> _ABOUT THIS EXERCISE_
Copy out each line of the material that includes the word "github".

***

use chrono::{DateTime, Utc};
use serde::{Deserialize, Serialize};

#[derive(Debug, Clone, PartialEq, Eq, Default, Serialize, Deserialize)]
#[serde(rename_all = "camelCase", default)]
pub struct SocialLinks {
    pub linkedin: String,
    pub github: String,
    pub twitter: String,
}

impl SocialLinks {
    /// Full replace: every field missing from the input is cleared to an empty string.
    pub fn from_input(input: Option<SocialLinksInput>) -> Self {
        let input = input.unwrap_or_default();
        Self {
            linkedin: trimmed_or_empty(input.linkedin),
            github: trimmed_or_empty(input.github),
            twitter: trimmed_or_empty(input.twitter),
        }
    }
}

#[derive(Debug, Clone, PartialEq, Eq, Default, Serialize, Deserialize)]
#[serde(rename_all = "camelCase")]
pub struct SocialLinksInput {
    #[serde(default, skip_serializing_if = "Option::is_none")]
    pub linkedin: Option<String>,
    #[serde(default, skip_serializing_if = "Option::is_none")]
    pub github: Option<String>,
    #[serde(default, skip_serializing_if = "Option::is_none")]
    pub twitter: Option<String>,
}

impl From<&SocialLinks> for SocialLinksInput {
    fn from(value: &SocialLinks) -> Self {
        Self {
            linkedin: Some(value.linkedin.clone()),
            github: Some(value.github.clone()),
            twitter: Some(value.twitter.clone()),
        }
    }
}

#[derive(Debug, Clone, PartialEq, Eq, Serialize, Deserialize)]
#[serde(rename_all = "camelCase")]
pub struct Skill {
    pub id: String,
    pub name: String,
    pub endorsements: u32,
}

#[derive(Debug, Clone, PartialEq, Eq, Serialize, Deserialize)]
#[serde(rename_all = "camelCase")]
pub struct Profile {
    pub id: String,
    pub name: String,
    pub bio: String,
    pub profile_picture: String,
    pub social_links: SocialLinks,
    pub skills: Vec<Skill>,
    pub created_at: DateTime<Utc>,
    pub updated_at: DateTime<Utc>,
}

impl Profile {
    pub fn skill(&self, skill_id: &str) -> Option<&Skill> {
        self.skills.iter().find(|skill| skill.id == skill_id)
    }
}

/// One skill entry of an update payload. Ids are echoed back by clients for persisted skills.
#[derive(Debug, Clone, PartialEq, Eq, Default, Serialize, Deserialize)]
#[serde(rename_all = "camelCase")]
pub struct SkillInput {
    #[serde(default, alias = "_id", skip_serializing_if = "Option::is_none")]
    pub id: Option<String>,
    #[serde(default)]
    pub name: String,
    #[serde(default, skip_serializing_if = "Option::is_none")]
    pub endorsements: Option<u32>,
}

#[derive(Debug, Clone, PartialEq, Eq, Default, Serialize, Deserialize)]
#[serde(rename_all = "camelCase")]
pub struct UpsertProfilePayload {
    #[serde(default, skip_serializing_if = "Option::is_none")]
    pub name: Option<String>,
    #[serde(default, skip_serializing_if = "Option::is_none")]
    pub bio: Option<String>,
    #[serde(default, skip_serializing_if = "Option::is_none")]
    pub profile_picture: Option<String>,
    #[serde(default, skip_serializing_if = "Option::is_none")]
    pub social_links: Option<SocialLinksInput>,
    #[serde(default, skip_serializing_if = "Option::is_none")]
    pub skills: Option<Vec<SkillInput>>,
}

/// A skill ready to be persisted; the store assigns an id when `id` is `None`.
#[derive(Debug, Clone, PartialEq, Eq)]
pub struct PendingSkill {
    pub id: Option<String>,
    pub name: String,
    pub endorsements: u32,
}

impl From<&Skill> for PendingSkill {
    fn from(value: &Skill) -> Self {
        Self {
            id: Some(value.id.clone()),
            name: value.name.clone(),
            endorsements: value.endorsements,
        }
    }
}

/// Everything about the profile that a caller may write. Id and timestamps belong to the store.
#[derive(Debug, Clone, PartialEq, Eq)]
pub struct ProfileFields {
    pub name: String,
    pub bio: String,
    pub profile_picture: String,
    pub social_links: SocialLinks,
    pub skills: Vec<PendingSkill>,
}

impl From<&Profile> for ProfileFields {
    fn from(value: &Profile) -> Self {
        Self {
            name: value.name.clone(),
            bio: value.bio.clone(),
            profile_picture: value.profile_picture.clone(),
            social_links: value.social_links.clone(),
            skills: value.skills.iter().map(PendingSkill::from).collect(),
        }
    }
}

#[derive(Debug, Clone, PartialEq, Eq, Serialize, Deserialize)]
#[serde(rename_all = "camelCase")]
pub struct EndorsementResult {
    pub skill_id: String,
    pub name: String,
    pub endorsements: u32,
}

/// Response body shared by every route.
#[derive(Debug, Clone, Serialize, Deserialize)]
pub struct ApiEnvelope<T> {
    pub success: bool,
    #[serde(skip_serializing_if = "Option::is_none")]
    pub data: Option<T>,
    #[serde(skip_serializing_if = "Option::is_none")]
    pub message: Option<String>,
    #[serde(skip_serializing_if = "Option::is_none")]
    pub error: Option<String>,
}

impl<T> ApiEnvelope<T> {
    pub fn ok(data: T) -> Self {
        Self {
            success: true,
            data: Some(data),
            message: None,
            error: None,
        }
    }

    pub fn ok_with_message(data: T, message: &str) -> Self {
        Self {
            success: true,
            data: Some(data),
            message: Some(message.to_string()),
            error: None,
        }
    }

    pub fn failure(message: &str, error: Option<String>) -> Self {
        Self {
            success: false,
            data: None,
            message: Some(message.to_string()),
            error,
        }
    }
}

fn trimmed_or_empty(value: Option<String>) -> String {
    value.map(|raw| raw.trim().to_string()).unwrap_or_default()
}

***

> _TASK RESPONSE_
    pub github: String,
            github: trimmed_or_empty(input.github),
    pub github: Option<String>,
            github: Some(value.github.clone()),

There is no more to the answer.